## DIRECTIONS
Read the data, and whenever a line holds the word "required", report that line.

## MATERIAL FOR THIS EXERCISE
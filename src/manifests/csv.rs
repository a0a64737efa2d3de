//! ClusterServiceVersion builder
//!
//! Assembles the catalog metadata for the operator. The install strategy is
//! left empty here; callers build it with [`super::install_strategy`] and
//! attach it with [`ClusterServiceVersion::with_install_strategy`].

use std::collections::BTreeMap;

use k8s_openapi::apimachinery::pkg::apis::meta::v1::{LabelSelector, ObjectMeta};
use kube::{CustomResourceExt, Resource};
use semver::Version;
use tracing::debug;

use super::constants::{
    annotations, catalog, labels, provider, CSV_NAMESPACE_PLACEHOLDER, OPERATOR_NAME,
    REPOSITORY_URL,
};
use super::icon::icon;
use crate::clock::{Clock, SystemClock};
use crate::crd::{OpenStackCluster, OpenStackClusterSpec};
use crate::error::Result;
use crate::olm::{
    AppLink, ClusterServiceVersion, ClusterServiceVersionSpec, CrdDescription,
    CustomResourceDefinitions, InstallMode, InstallModeType, Maintainer, NamedInstallStrategy,
};

/// Identity and display inputs for a CSV
#[derive(Clone, Debug)]
pub struct CsvParams {
    /// Base name; the CSV is named `<name>.v<version>`
    pub name: String,
    pub namespace: String,
    pub display_name: String,
    pub description: String,
    pub image: String,
    /// CSV this version upgrades from, empty for the first release.
    /// Must name a lower version; not checked here.
    pub replaces: String,
    pub version: Version,
    pub crd_display_name: String,
}

/// Name of the CSV for `name` at `version`
pub fn csv_name(name: &str, version: &Version) -> String {
    format!("{}.v{}", name, version)
}

/// Build the CSV, stamping `createdAt` from the system clock
pub fn csv_base(params: &CsvParams) -> Result<ClusterServiceVersion> {
    csv_base_with_clock(params, &SystemClock)
}

/// Build the CSV, stamping `createdAt` from `clock`
pub fn csv_base_with_clock(
    params: &CsvParams,
    clock: &impl Clock,
) -> Result<ClusterServiceVersion> {
    let name = csv_name(&params.name, &params.version);
    let created_at = clock.now().format(annotations::CREATED_AT_FORMAT).to_string();

    let csv_annotations = BTreeMap::from([
        (
            annotations::ALM_EXAMPLES.to_string(),
            alm_examples(&params.namespace)?,
        ),
        (
            annotations::CAPABILITIES.to_string(),
            catalog::CAPABILITIES.to_string(),
        ),
        (annotations::CERTIFIED.to_string(), "false".to_string()),
        (
            annotations::CATEGORIES.to_string(),
            catalog::CATEGORIES.to_string(),
        ),
        (
            annotations::CONTAINER_IMAGE.to_string(),
            params.image.clone(),
        ),
        (annotations::CREATED_AT.to_string(), created_at),
        (
            annotations::DESCRIPTION.to_string(),
            params.description.clone(),
        ),
        (annotations::REPOSITORY.to_string(), REPOSITORY_URL.to_string()),
        (annotations::SUPPORT.to_string(), "false".to_string()),
        (
            annotations::SUGGESTED_NAMESPACE.to_string(),
            params.namespace.clone(),
        ),
    ]);

    let spec = ClusterServiceVersionSpec {
        display_name: params.display_name.clone(),
        description: params.description.clone(),
        keywords: vec![catalog::KEYWORD.to_string()],
        version: params.version.clone(),
        replaces: params.replaces.clone(),
        maintainers: vec![Maintainer {
            name: provider::NAME.to_string(),
            email: provider::EMAIL.to_string(),
        }],
        maturity: catalog::MATURITY.to_string(),
        provider: AppLink {
            name: provider::NAME.to_string(),
            url: String::new(),
        },
        links: vec![AppLink {
            name: catalog::SOURCE_CODE_LINK.to_string(),
            url: REPOSITORY_URL.to_string(),
        }],
        icon: vec![icon()],
        labels: BTreeMap::from([
            (labels::ALM_OWNER.to_string(), labels::ALM_OWNER_VALUE.to_string()),
            (
                labels::OPERATED_BY.to_string(),
                labels::OPERATED_BY_LABEL_VALUE.to_string(),
            ),
        ]),
        selector: Some(LabelSelector {
            match_labels: Some(BTreeMap::from([
                (labels::ALM_OWNER.to_string(), labels::ALM_OWNER_VALUE.to_string()),
                (
                    labels::OPERATED_BY.to_string(),
                    labels::OPERATED_BY_SELECTOR_VALUE.to_string(),
                ),
            ])),
            ..Default::default()
        }),
        install_modes: install_modes(),
        install_strategy: NamedInstallStrategy::default(),
        custom_resource_definitions: CustomResourceDefinitions {
            owned: vec![owned_crd(&params.crd_display_name)],
            required: vec![],
        },
    };

    let mut csv = ClusterServiceVersion::new(&name, spec);
    csv.metadata = ObjectMeta {
        name: Some(name.clone()),
        namespace: Some(CSV_NAMESPACE_PLACEHOLDER.to_string()),
        annotations: Some(csv_annotations),
        ..Default::default()
    };

    debug!(name = %name, replaces = %params.replaces, "Built ClusterServiceVersion");
    Ok(csv)
}

/// JSON list holding one example OpenStackCluster, shown by catalog UIs
fn alm_examples(namespace: &str) -> Result<String> {
    let mut example = OpenStackCluster::new(OPERATOR_NAME, OpenStackClusterSpec::default());
    example.metadata.namespace = Some(namespace.to_string());

    Ok(serde_json::to_string(&[example])?)
}

/// Own and single namespace only
fn install_modes() -> Vec<InstallMode> {
    [
        (InstallModeType::OwnNamespace, true),
        (InstallModeType::SingleNamespace, true),
        (InstallModeType::MultiNamespace, false),
        (InstallModeType::AllNamespaces, false),
    ]
    .into_iter()
    .map(|(mode_type, supported)| InstallMode {
        mode_type,
        supported,
    })
    .collect()
}

fn owned_crd(display_name: &str) -> CrdDescription {
    CrdDescription {
        name: OpenStackCluster::crd_name().to_string(),
        version: OpenStackCluster::version(&()).to_string(),
        kind: OpenStackCluster::kind(&()).to_string(),
        display_name: format!("{} Deployment", display_name),
        description: format!("Represents the deployment of {}", display_name),
    }
}

#[cfg(test)]
mod tests {
    use super::*;
    use crate::clock::FixedClock;
    use chrono::NaiveDate;

    fn params() -> CsvParams {
        CsvParams {
            name: "openstack-cluster-operator".to_string(),
            namespace: "openstack".to_string(),
            display_name: "OpenStack Cluster Operator".to_string(),
            description: "Deploys OpenStack on OpenShift".to_string(),
            image: "quay.io/example/op:1.0.0".to_string(),
            replaces: String::new(),
            version: Version::new(1, 0, 0),
            crd_display_name: "OpenStack Cluster".to_string(),
        }
    }

    fn fixed_clock() -> FixedClock {
        FixedClock(
            NaiveDate::from_ymd_opt(2020, 1, 2)
                .unwrap()
                .and_hms_opt(3, 4, 5)
                .unwrap(),
        )
    }

    fn annotation<'a>(csv: &'a ClusterServiceVersion, key: &str) -> &'a str {
        csv.metadata.annotations.as_ref().unwrap()[key].as_str()
    }

    #[test]
    fn test_csv_name_includes_version() {
        assert_eq!(
            csv_name("openstack-cluster-operator", &Version::new(1, 0, 0)),
            "openstack-cluster-operator.v1.0.0"
        );
        assert_eq!(
            csv_name("op", &Version::parse("2.1.0-rc.1+build.5").unwrap()),
            "op.v2.1.0-rc.1+build.5"
        );
    }

    #[test]
    fn test_created_at_uses_clock() {
        let csv = csv_base_with_clock(&params(), &fixed_clock()).unwrap();
        assert_eq!(annotation(&csv, "createdAt"), "2020-01-02 03:04:05");
    }

    #[test]
    fn test_metadata() {
        let csv = csv_base_with_clock(&params(), &fixed_clock()).unwrap();

        assert_eq!(
            csv.metadata.name.as_deref(),
            Some("openstack-cluster-operator.v1.0.0")
        );
        assert_eq!(csv.metadata.namespace.as_deref(), Some("placeholder"));
        assert_eq!(annotation(&csv, "containerImage"), "quay.io/example/op:1.0.0");
        assert_eq!(
            annotation(&csv, "operatorframework.io/suggested-namespace"),
            "openstack"
        );
        assert_eq!(annotation(&csv, "capabilities"), "Basic Install");
        assert_eq!(annotation(&csv, "description"), "Deploys OpenStack on OpenShift");
    }

    #[test]
    fn test_alm_examples_annotation() {
        let csv = csv_base_with_clock(&params(), &fixed_clock()).unwrap();
        let examples: serde_json::Value =
            serde_json::from_str(annotation(&csv, "alm-examples")).unwrap();

        let examples = examples.as_array().unwrap();
        assert_eq!(examples.len(), 1);
        assert_eq!(examples[0]["apiVersion"], "openstackcluster.openstack.org/v1");
        assert_eq!(examples[0]["kind"], "OpenStackCluster");
        assert_eq!(examples[0]["metadata"]["name"], "openstack-cluster-operator");
        assert_eq!(examples[0]["metadata"]["namespace"], "openstack");
        assert_eq!(examples[0]["spec"]["BareMetalPlatform"], false);
    }

    #[test]
    fn test_fixed_fields() {
        let csv = csv_base_with_clock(&params(), &fixed_clock()).unwrap();

        assert_eq!(csv.spec.maturity, "alpha");
        assert_eq!(csv.spec.keywords, vec!["OpenStack"]);
        assert_eq!(csv.spec.provider.name, "OpenStack K8s");
        assert_eq!(csv.spec.maintainers[0].email, "openstack-discuss@lists.openstack.org");
        assert_eq!(csv.spec.links[0].url, REPOSITORY_URL);
        assert_eq!(csv.spec.icon.len(), 1);
        assert_eq!(csv.spec.icon[0].media_type, "image/png");
        assert!(csv.spec.install_strategy.is_empty());
    }

    #[test]
    fn test_install_modes() {
        let csv = csv_base_with_clock(&params(), &fixed_clock()).unwrap();
        let modes: Vec<(InstallModeType, bool)> = csv
            .spec
            .install_modes
            .iter()
            .map(|m| (m.mode_type, m.supported))
            .collect();

        assert_eq!(
            modes,
            vec![
                (InstallModeType::OwnNamespace, true),
                (InstallModeType::SingleNamespace, true),
                (InstallModeType::MultiNamespace, false),
                (InstallModeType::AllNamespaces, false),
            ]
        );
    }

    #[test]
    fn test_owned_crd_description() {
        let csv = csv_base_with_clock(&params(), &fixed_clock()).unwrap();
        let crds = &csv.spec.custom_resource_definitions;

        assert_eq!(crds.owned.len(), 1);
        assert!(crds.required.is_empty());
        assert_eq!(
            crds.owned[0].name,
            "openstackclusters.openstackcluster.openstack.org"
        );
        assert_eq!(crds.owned[0].version, "v1");
        assert_eq!(crds.owned[0].kind, "OpenStackCluster");
        assert_eq!(crds.owned[0].display_name, "OpenStack Cluster Deployment");
        assert_eq!(
            crds.owned[0].description,
            "Represents the deployment of OpenStack Cluster"
        );
    }

    #[test]
    fn test_replaces_passes_through_unvalidated() {
        let mut p = params();
        p.replaces = "openstack-cluster-operator.v9.9.9".to_string();

        let csv = csv_base_with_clock(&p, &fixed_clock()).unwrap();
        assert_eq!(csv.spec.replaces, "openstack-cluster-operator.v9.9.9");
    }
}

## SOLUTION TO THE PROBLEM
            required: vec![],
        assert!(crds.required.is_empty());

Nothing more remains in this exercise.